The following is an abstract for the selected article. A PDF download of the full text of this article is available here. Members may download full texts at no charge. Non-members may be charged a small fee for certain articles.
Validation of Pharmaceutical Potency Determinations by Quantitative Nuclear Magnetic Resonance Spectrometry
Volume 64, Number 5 (May 2010) Page 537-542
Webster, Gregory K.; Marsden, Ian; Pommerening, Cynthia A.; Tyrakowski, Christina M.

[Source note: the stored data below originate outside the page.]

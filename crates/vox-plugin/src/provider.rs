//! The provider contract and the native module entry-point convention.

use std::any::Any;

/// ABI version stamped into every plugin declaration. A module built against
/// a different runtime version is skipped at discovery time.
pub const ABI_VERSION: u32 = 1;

/// Conventional exported symbol a loadable module must provide.
pub const DECLARATION_SYMBOL: &[u8] = b"vox_plugin_declaration";

/// A capability implementation addressed by `(interface id, key)`.
///
/// The provider declares its own interface id and key; the locator trusts
/// them. Consumers recover the concrete type through [`Provider::as_any`].
pub trait Provider: Send + Sync {
    /// The interface id this provider implements (e.g. the interpreter
    /// interface of the inference loader).
    fn interface(&self) -> &str;

    /// The key this provider is registered under within its interface.
    fn key(&self) -> &str;

    /// Downcast support for consumers that know the concrete wrapper type.
    fn as_any(&self) -> &dyn Any;
}

/// The value of the exported [`DECLARATION_SYMBOL`] static.
///
/// `create` runs once per module at discovery time; the returned provider
/// lives for the locator's full lifetime.
#[repr(C)]
pub struct PluginDeclaration {
    /// Must equal [`ABI_VERSION`].
    pub abi_version: u32,
    /// Constructs the module's provider object.
    pub create: fn() -> Box<dyn Provider>,
}

/// Emit the exported declaration static for a plugin crate.
///
/// ```ignore
/// vox_plugin_declaration!(MyInterpreterProvider::default);
/// ```
#[macro_export]
macro_rules! vox_plugin_declaration {
    ($create:expr) => {
        #[unsafe(no_mangle)]
        #[allow(non_upper_case_globals)]
        pub static vox_plugin_declaration: $crate::PluginDeclaration =
            $crate::PluginDeclaration {
                abi_version: $crate::ABI_VERSION,
                create: || Box::new($create()),
            };
    };
}
//! Stub interpreter providers for locator and environment tests.

use std::sync::Arc;

use vox_loader::{InferenceSpec, Interpreter, InterpreterPlugin};
use vox_plugin::PluginLocator;

/// An interpreter that accepts every spec at or below its level.
pub struct NullInterpreter {
    class: String,
    level: u32,
}

impl NullInterpreter {
    pub fn new(class: impl Into<String>, level: u32) -> Self {
        Self {
            class: class.into(),
            level,
        }
    }
}

impl Interpreter for NullInterpreter {
    fn class_name(&self) -> &str {
        &self.class
    }

    fn level(&self) -> u32 {
        self.level
    }

    fn validate_spec(&self, _spec: &InferenceSpec) -> Result<(), String> {
        Ok(())
    }
}

/// An interpreter that rejects every spec during validation.
pub struct RejectingInterpreter {
    class: String,
    message: String,
}

impl RejectingInterpreter {
    pub fn new(class: impl Into<String>, message: impl Into<String>) -> Self {
        Self {
            class: class.into(),
            message: message.into(),
        }
    }
}

impl Interpreter for RejectingInterpreter {
    fn class_name(&self) -> &str {
        &self.class
    }

    fn level(&self) -> u32 {
        u32::MAX
    }

    fn validate_spec(&self, _spec: &InferenceSpec) -> Result<(), String> {
        Err(self.message.clone())
    }
}

/// Register an interpreter with a locator, wrapped as a static provider.
pub fn register(locator: &PluginLocator, interpreter: impl Interpreter + 'static) {
    locator.add_static_plugin(Arc::new(InterpreterPlugin::new(Arc::new(interpreter))));
}
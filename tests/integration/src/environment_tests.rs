//! End-to-end environment tests: open, reference counting, dependency
//! resolution, duplicate and cycle handling.

use std::sync::Arc;

use pretty_assertions::assert_eq;

use vox_loader::{Environment, Error};
use vox_testkit::interpreter::{self, NullInterpreter};
use vox_testkit::library::LibraryBuilder;

fn version(s: &str) -> vox_meta::VersionNumber {
    s.parse().unwrap()
}

fn env_with_acoustic_interpreter() -> Environment {
    vox_testkit::init_tracing();
    let env = Environment::new();
    interpreter::register(env.locator(), NullInterpreter::new("svs.Acoustic", 3));
    env
}

#[test]
fn test_open_activates_and_close_unloads() {
    let root = tempfile::tempdir().unwrap();
    let dir = LibraryBuilder::new("voice", "1.0")
        .inference("acoustic", "svs.Acoustic", 1)
        .write(root.path());

    let env = env_with_acoustic_interpreter();
    let library = env.open_library(&dir, false).unwrap();
    assert!(library.is_loaded());
    assert!(!library.has_error());
    assert_eq!(env.loaded_count(), 1);

    env.close_library(&library).unwrap();
    assert!(!library.is_loaded());
    assert_eq!(env.loaded_count(), 0);
}

#[test]
fn test_reopen_returns_the_same_handle() {
    let root = tempfile::tempdir().unwrap();
    let dir = LibraryBuilder::new("voice", "1.0").write(root.path());

    let env = env_with_acoustic_interpreter();
    let first = env.open_library(&dir, false).unwrap();
    let second = env.open_library(&dir, false).unwrap();
    assert!(Arc::ptr_eq(&first, &second));
    assert_eq!(env.loaded_count(), 1);

    // One close per open; the library unloads only on the last one.
    env.close_library(&second).unwrap();
    assert!(first.is_loaded());
    env.close_library(&first).unwrap();
    assert!(!first.is_loaded());
    assert!(env.close_library(&first).is_err());
}

#[test]
fn test_close_of_unknown_manifest_fails() {
    let root = tempfile::tempdir().unwrap();
    let dir = LibraryBuilder::new("voice", "1.0").write(root.path());

    let env = env_with_acoustic_interpreter();
    let other_env = Environment::new();

    let library = env.open_library(&dir, false).unwrap();
    let err = other_env.close_library(&library).unwrap_err();
    assert!(matches!(err, Error::LibraryNotFound(_)));

    // The owning environment is unaffected.
    assert!(library.is_loaded());
    env.close_library(&library).unwrap();
}

#[test]
fn test_inspect_mode_returns_inert_manifest() {
    let root = tempfile::tempdir().unwrap();
    let dir = LibraryBuilder::new("voice", "1.0")
        .dependency("base[1.0]")
        .inference("acoustic", "svs.Acoustic", 1)
        .write(root.path());

    // Neither the dependency nor an interpreter exists; inspection must
    // still succeed because it resolves and activates nothing.
    let env = Environment::new();
    let library = env.open_library(&dir, true).unwrap();
    assert!(!library.is_loaded());
    assert!(!library.has_error());
    assert_eq!(env.loaded_count(), 0);
    assert_eq!(library.id(), "voice");
    assert_eq!(library.dependencies().len(), 1);
    assert_eq!(library.extension_count(), 1);

    env.close_library(&library).unwrap();
}

#[test]
fn test_duplicate_library_is_inert_but_inspectable() {
    let root = tempfile::tempdir().unwrap();
    let first_dir = LibraryBuilder::new("voice", "1.0").write_as(root.path(), "first");
    let second_dir = LibraryBuilder::new("voice", "1.0").write_as(root.path(), "second");

    let env = env_with_acoustic_interpreter();
    let first = env.open_library(&first_dir, false).unwrap();
    let second = env.open_library(&second_dir, false).unwrap();

    assert!(matches!(second.error(), Some(Error::FileDuplicated { .. })));
    assert!(!second.is_loaded());
    assert_eq!(second.id(), "voice");
    assert_eq!(env.loaded_count(), 1);

    env.close_library(&second).unwrap();
    env.close_library(&first).unwrap();
}

#[test]
fn test_transitive_dependencies_load_and_unload() {
    let root = tempfile::tempdir().unwrap();
    let libs = root.path().join("libs");
    LibraryBuilder::new("dsp", "0.4").write(&libs);
    LibraryBuilder::new("base", "1.0")
        .dependency("dsp[0.4]")
        .write(&libs);
    let app = LibraryBuilder::new("app", "1.0")
        .dependency("base[1.0]")
        .write(root.path());

    let env = env_with_acoustic_interpreter();
    env.add_library_path(&libs);

    let library = env.open_library(&app, false).unwrap();
    assert!(library.is_loaded());
    assert_eq!(env.loaded_count(), 3);
    assert!(env.find_loaded("base", &version("1.0")).is_some());
    assert!(env.find_loaded("dsp", &version("0.4")).is_some());

    env.close_library(&library).unwrap();
    assert_eq!(env.loaded_count(), 0);
}

#[test]
fn test_shared_dependency_survives_first_close() {
    let root = tempfile::tempdir().unwrap();
    let libs = root.path().join("libs");
    LibraryBuilder::new("base", "1.0").write(&libs);
    let a = LibraryBuilder::new("a", "1.0").dependency("base").write(root.path());
    let b = LibraryBuilder::new("b", "1.0").dependency("base").write(root.path());

    let env = env_with_acoustic_interpreter();
    env.add_library_path(&libs);

    let lib_a = env.open_library(&a, false).unwrap();
    let lib_b = env.open_library(&b, false).unwrap();
    let base = env.find_loaded("base", &version("1.0")).unwrap();
    assert_eq!(env.loaded_count(), 3);

    // Both dependents hold a reference to base; it unloads with the last.
    env.close_library(&lib_a).unwrap();
    assert!(base.is_loaded());
    env.close_library(&lib_b).unwrap();
    assert!(!base.is_loaded());
    assert_eq!(env.loaded_count(), 0);
}

#[test]
fn test_exact_version_wins_over_compatible_upgrade() {
    let root = tempfile::tempdir().unwrap();
    let libs = root.path().join("libs");
    LibraryBuilder::new("base", "1.0").write(&libs);
    LibraryBuilder::new("base", "1.2")
        .compat_version("1.0")
        .write(&libs);
    let app = LibraryBuilder::new("app", "1.0")
        .dependency("base[1.0]")
        .write(root.path());

    let env = env_with_acoustic_interpreter();
    env.add_library_path(&libs);

    let library = env.open_library(&app, false).unwrap();
    assert!(library.is_loaded());
    assert!(env.find_loaded("base", &version("1.0")).is_some());
    assert!(env.find_loaded("base", &version("1.2")).is_none());
}

#[test]
fn test_compatible_upgrade_satisfies_absent_exact_version() {
    let root = tempfile::tempdir().unwrap();
    let libs = root.path().join("libs");
    LibraryBuilder::new("base", "1.2")
        .compat_version("1.0")
        .write(&libs);
    let app = LibraryBuilder::new("app", "1.0")
        .dependency("base[1.0]")
        .write(root.path());

    let env = env_with_acoustic_interpreter();
    env.add_library_path(&libs);

    let library = env.open_library(&app, false).unwrap();
    assert!(library.is_loaded());
    assert!(env.find_loaded("base", &version("1.2")).is_some());
}

#[test]
fn test_incompatible_upgrade_fails_resolution() {
    let root = tempfile::tempdir().unwrap();
    let libs = root.path().join("libs");
    // 2.0 only reaches back to 1.5.
    LibraryBuilder::new("base", "2.0")
        .compat_version("1.5")
        .write(&libs);
    let app = LibraryBuilder::new("app", "1.0")
        .dependency("base[1.0]")
        .write(root.path());

    let env = env_with_acoustic_interpreter();
    env.add_library_path(&libs);

    let library = env.open_library(&app, false).unwrap();
    assert!(!library.is_loaded());
    assert!(matches!(library.error(), Some(Error::LibraryNotFound(_))));
    assert_eq!(env.loaded_count(), 0);
}

#[test]
fn test_unversioned_dependency_takes_highest() {
    let root = tempfile::tempdir().unwrap();
    let libs = root.path().join("libs");
    LibraryBuilder::new("base", "1.0").write(&libs);
    LibraryBuilder::new("base", "2.0").write(&libs);
    let app = LibraryBuilder::new("app", "1.0").dependency("base").write(root.path());

    let env = env_with_acoustic_interpreter();
    env.add_library_path(&libs);

    let library = env.open_library(&app, false).unwrap();
    assert!(library.is_loaded());
    assert!(env.find_loaded("base", &version("2.0")).is_some());
    assert!(env.find_loaded("base", &version("1.0")).is_none());
}

#[test]
fn test_dependency_cycle_reports_recursion() {
    let root = tempfile::tempdir().unwrap();
    let libs = root.path().join("libs");
    let a = LibraryBuilder::new("a", "1.0").dependency("b").write(&libs);
    LibraryBuilder::new("b", "1.0").dependency("c").write(&libs);
    LibraryBuilder::new("c", "1.0").dependency("a").write(&libs);

    let env = env_with_acoustic_interpreter();
    env.add_library_path(&libs);

    let library = env.open_library(&a, false).unwrap();
    assert!(!library.is_loaded());
    assert!(matches!(
        library.error(),
        Some(Error::RecursiveDependency { .. })
    ));
    assert_eq!(env.loaded_count(), 0);
    env.close_library(&library).unwrap();
}

#[test]
fn test_failed_dependency_unwinds_earlier_opens() {
    let root = tempfile::tempdir().unwrap();
    let libs = root.path().join("libs");
    LibraryBuilder::new("first", "1.0").write(&libs);
    let app = LibraryBuilder::new("app", "1.0")
        .dependency("first")
        .dependency("missing")
        .write(root.path());

    let env = env_with_acoustic_interpreter();
    env.add_library_path(&libs);

    let library = env.open_library(&app, false).unwrap();
    assert!(!library.is_loaded());
    assert!(matches!(library.error(), Some(Error::LibraryNotFound(_))));
    // The dependency opened before the failure was closed again.
    assert_eq!(env.loaded_count(), 0);
}
//! The extension registry contract.
//!
//! One registry exists per extension-point type — a small closed set fixed
//! at build time ([`InferenceRegistry`](crate::InferenceRegistry) and
//! [`SingerRegistry`](crate::SingerRegistry)). A registry knows how to parse
//! its manifest fragments into specs and how to drive one spec through a
//! single lifecycle transition; the ordering of transitions across specs is
//! the [`Environment`](crate::Environment)'s job.

use std::path::Path;
use std::sync::Arc;

use serde_json::Value;

use crate::error::{Error, Result};
use crate::extension::{ExtensionSpec, ExtensionState};

/// Activation logic for one extension-point type.
pub trait ExtensionRegistry: Send + Sync {
    /// The `contributes` key this registry owns (e.g. `"inferences"`).
    fn spec_key(&self) -> &'static str;

    /// Parse one fragment from a manifest's `contributes` section.
    ///
    /// Relative sub-manifest paths are resolved against `base_dir`, the
    /// library directory. The returned spec is in state
    /// [`ExtensionState::Invalid`]. Errors are
    /// [`Error::InvalidFormat`] for missing or mistyped fields and
    /// [`Error::FileNotFound`] for an unreadable sub-manifest.
    fn parse_spec(&self, base_dir: &Path, fragment: &Value) -> Result<Arc<dyn ExtensionSpec>>;

    /// Drive one forward transition of a spec this registry parsed.
    ///
    /// `Finished` and `Deleted` are best-effort teardown targets and must
    /// not fail.
    fn load_spec(&self, spec: &Arc<dyn ExtensionSpec>, target: ExtensionState) -> Result<()>;
}

/// Fragment field helpers shared by the concrete registries.
pub(crate) mod fragment {
    use super::*;

    pub fn as_object<'a>(
        value: &'a Value,
        what: &str,
    ) -> Result<&'a serde_json::Map<String, Value>> {
        value
            .as_object()
            .ok_or_else(|| Error::invalid_format(format!("{what} must be an object")))
    }

    pub fn require_str<'a>(
        object: &'a serde_json::Map<String, Value>,
        field: &str,
        what: &str,
    ) -> Result<&'a str> {
        let value = object
            .get(field)
            .ok_or_else(|| Error::invalid_format(format!("{what}: missing field '{field}'")))?;
        value.as_str().filter(|s| !s.is_empty()).ok_or_else(|| {
            Error::invalid_format(format!("{what}: field '{field}' must be a non-empty string"))
        })
    }

    pub fn optional_str<'a>(
        object: &'a serde_json::Map<String, Value>,
        field: &str,
        what: &str,
    ) -> Result<Option<&'a str>> {
        match object.get(field) {
            None | Some(Value::Null) => Ok(None),
            Some(Value::String(s)) => Ok(Some(s.as_str())),
            Some(_) => Err(Error::invalid_format(format!(
                "{what}: field '{field}' must be a string"
            ))),
        }
    }
}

With the changing development paradigms in the pharmaceutical industry, laboratories are challenged to release materials for clinical studies with rapid turnaround times. To minimize cost demands, many businesses are looking to develop ways of using early Good Manufacturing Practice (GMP) materials of active pharmaceutical ingredients (API) for Good Laboratory Practice (GLP) toxicology studies. To make this happen, the analytical laboratory releases the material by one of three scenarios: (1) holding the GLP release until full GMP testing is ready, (2) issuing a separate lot number for a portion of the GMP material and releasing the material for GLP use, or (3) releasing the lot of material for GLP using alternate (equivalent) method(s) not specified for GMP release testing. Many companies are finding the third scenario to be advantageous in terms of cost and efficiency through the use of quantitative nuclear magnetic resonance (q-NMR). The use of q-NMR has proved to be a single-point replacement for routine early development testing that previously combined elements of identity testing, chromatographic assay, moisture analysis, residual solvent analysis, and elemental analysis. This study highlights that q-NMR can be validated to meet current regulatory analytical method guidelines for routine pharmaceutical analysis.